12.9.1 9.8.1 The Three Pillars of Observability
┌─────────────────────────────────────────────────────────────────────────┐
│ THREE PILLARS OF OBSERVABILITY │
├─────────────────────────────────────────────────────────────────────────┤
│ │
│ LOGS │
│ ──── │
│ • Discrete events with context │
│ • Debug information │
│ • Audit trail │
│ • Example: "User 123 logged in at 2024-12-09T10:30:00Z" │
│ │
│ METRICS │
│ ─────── │
│ • Numeric measurements over time │
│ • Aggregatable and comparable │
│ • Alerts and dashboards │
│ • Example: request_duration_seconds{endpoint="/api/users"} = 0.125 │
│ │
│ TRACES │
│ ────── │
│ • Request flow across services │
│ • Latency breakdown │
│ • Dependency mapping │
│ • Example: Request -> API -> Database -> Cache -> Response │
│ │
└─────────────────────────────────────────────────────────────────────────┘
12.9.2 9.8.2 Key Metrics to Monitor
┌─────────────────────────────────────────────────────────────────────────┐
│ KEY DEPLOYMENT METRICS │
├─────────────────────────────────────────────────────────────────────────┤
│ │
│ THE FOUR GOLDEN SIGNALS (Google SRE) │
│ │
│ 1. LATENCY │
│ • Request duration │
│ • p50, p95, p99 percentiles │
│ • Alert: p99 > 500ms │
│ │
│ 2. TRAFFIC │
│ • Requests per second │
│ • Concurrent users │
│ • Alert: Unusual spike or drop │
│ │
│ 3. ERRORS │
│ • Error rate (5xx responses) │
│ • Failed requests │
│ • Alert: Error rate > 1% │
│ │
│ 4. SATURATION │
│ • CPU utilization │
│ • Memory usage │
│ • Queue depth │
│ • Alert: CPU > 80% for 5 minutes │
│ │
└─────────────────────────────────────────────────────────────────────────┘
12.9.3 9.8.3 Health Checks
// healthcheck.js
const express = require('express');
const db = require('./db');
const redis = require('./redis');
const router = express.Router();
// Basic liveness check (is the process running?)

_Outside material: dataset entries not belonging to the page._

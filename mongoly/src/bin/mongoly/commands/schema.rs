use std::path::Path;

use anyhow::Result;
use clap::Args;
use indexmap::IndexMap;
use mongoly::SchemaNode;
use serde::Serialize;
use serde_json::Value;

use super::selected_documents;
use crate::context::ProjectContext;
use crate::output::{Report, Reporter};
use crate::theme::Tone;

pub const USAGE: &[&str] = &[
    "mongoly schema                      # Properties of every document",
    "mongoly schema --document Cat       # Properties of one document",
    "mongoly --output json schema        # $jsonSchema validator documents",
];

#[derive(Args)]
pub struct SchemaArgs {
    /// Only show this document
    #[arg(long)]
    pub document: Option<String>,
}

/// Synthesized schemas keyed by document name.
#[derive(Serialize)]
#[serde(transparent)]
pub struct SchemaReport {
    pub validators: IndexMap<String, Value>,
    #[serde(skip)]
    schemas: IndexMap<String, SchemaNode>,
}

impl SchemaReport {
    pub fn new(schemas: IndexMap<String, SchemaNode>) -> Result<Self> {
        let mut validators = IndexMap::new();
        for (name, schema) in &schemas {
            validators.insert(name.clone(), schema.to_validator()?);
        }
        Ok(Self { validators, schemas })
    }
}

impl Report for SchemaReport {
    fn columns(&self) -> &'static [&'static str] {
        &["Document", "Property", "Type", "Required", "Constraints"]
    }

    fn rows(&self) -> Vec<Vec<String>> {
        let mut rows = Vec::new();
        for (name, schema) in &self.schemas {
            for (property, node) in &schema.properties {
                let required = schema.required.iter().any(|entry| entry == property);
                rows.push(vec![
                    name.clone(),
                    property.clone(),
                    describe_type(node),
                    if required { "yes".into() } else { String::new() },
                    constraints(node),
                ]);
            }
        }
        rows
    }

    fn compact(&self) -> String {
        self.schemas
            .iter()
            .map(|(name, schema)| {
                let properties: Vec<&str> = schema.properties.keys().map(String::as_str).collect();
                format!("{name}: {}", properties.join(", "))
            })
            .collect::<Vec<_>>()
            .join("\n")
    }
}

fn describe_type(node: &SchemaNode) -> String {
    if let Some(values) = &node.enum_values {
        return format!("enum {}", Value::Array(values.clone()));
    }
    let base = match &node.bson_type {
        Some(ty) => serde_json::to_value(ty).map(|value| compact_json(&value)).unwrap_or_default(),
        None => String::new(),
    };
    match &node.items {
        Some(items) => format!("{base} of {}", describe_type(items)),
        None => base,
    }
}

/// Every keyword besides the type, properties and required list, as compact JSON.
fn constraints(node: &SchemaNode) -> String {
    let Ok(Value::Object(mut map)) = serde_json::to_value(node) else {
        return String::new();
    };
    for key in ["bsonType", "enum", "properties", "required", "items"] {
        map.remove(key);
    }
    map.iter()
        .map(|(key, value)| format!("{key}={}", compact_json(value)))
        .collect::<Vec<_>>()
        .join(" ")
}

fn compact_json(value: &Value) -> String {
    match value {
        Value::String(text) => text.clone(),
        other => other.to_string(),
    }
}

pub fn handle_schema(args: SchemaArgs, manifest: Option<&Path>, reporter: &Reporter) -> Result<()> {
    let ctx = ProjectContext::find()?;
    let mut loaded = ctx.load_manifest(manifest)?;

    let mut schemas = IndexMap::new();
    for name in selected_documents(&loaded, args.document.as_deref())? {
        let class = loaded.documents[&name].class;
        let schema = loaded.catalog.synthesize(class)?;
        schemas.insert(name, schema);
    }

    if schemas.is_empty() {
        reporter.status(Tone::Warned, "No documents declared in the manifest.");
        return Ok(());
    }
    reporter.detail(&format!("{} schema builds", loaded.catalog.stats().schema_builds));
    reporter.report(&SchemaReport::new(schemas)?)
}

#[cfg(test)]
mod tests {
    use super::*;
    use mongoly::BsonType;

    fn report() -> SchemaReport {
        let mut cat = SchemaNode::object();
        let mut age = SchemaNode::typed(BsonType::Number);
        age.minimum = Some(0.0);
        cat.properties.insert("name".into(), SchemaNode::typed(BsonType::String));
        cat.properties.insert("age".into(), age);
        cat.required.push("name".into());
        let mut schemas = IndexMap::new();
        schemas.insert("Cat".to_string(), cat);
        SchemaReport::new(schemas).unwrap()
    }

    #[test]
    fn json_output_is_the_validator_map() {
        let report = report();
        let json = serde_json::to_value(&report).unwrap();
        assert_eq!(json["Cat"]["$jsonSchema"]["required"], serde_json::json!(["name"]));
    }

    #[test]
    fn rows_list_properties_with_constraints() {
        let rows = report().rows();
        assert_eq!(rows[0], ["Cat", "name", "string", "yes", ""]);
        assert_eq!(rows[1], ["Cat", "age", "number", "", "minimum=0.0"]);
        assert_eq!(report().compact(), "Cat: name, age");
    }
}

router.get('/health/live', (req, res) => {
res.status(200).json({ status: 'ok' });
});
// Readiness check (is the app ready to serve traffic?)
router.get('/health/ready', async (req, res) => {
const checks = {
database: false,
redis: false,
memory: false
};
try {
// Database check
await db.raw('SELECT 1');
checks.database = true;
} catch (error) {
console.error('Database health check failed:', error);
}
try {
// Redis check
await redis.ping();
checks.redis = true;
} catch (error) {
console.error('Redis health check failed:', error);
}
// Memory check (under 90% usage)
const memUsage = process.memoryUsage();
const heapUsedPercent = memUsage.heapUsed / memUsage.heapTotal;
checks.memory = heapUsedPercent < 0.9;
const allHealthy = Object.values(checks).every(v => v);
res.status(allHealthy ? 200 : 503).json({
status: allHealthy ? 'healthy' : 'unhealthy',
checks,
timestamp: new Date().toISOString()
});
});
// Detailed health for debugging
router.get('/health/details', async (req, res) => {
res.json({
version: process.env.APP_VERSION || 'unknown',
commit: process.env.GIT_COMMIT || 'unknown',
uptime: process.uptime(),
memory: process.memoryUsage(),
env: process.env.NODE_ENV,
timestamp: new Date().toISOString()
});
});
module.exports = router;12.9.4 9.8.4 Post-Deployment Verification
# Post-deployment verification in CI/CD
verify-deployment:
runs-on: ubuntu-latest
needs: deploy
steps:
- name: Wait for deployment to stabilize
run: sleep 60
- name: Check health endpoint
run: |
for i in {1..5}; do
STATUS=$(curl -s -o /dev/null -w "%{http_code}" https://example.com/health/ready)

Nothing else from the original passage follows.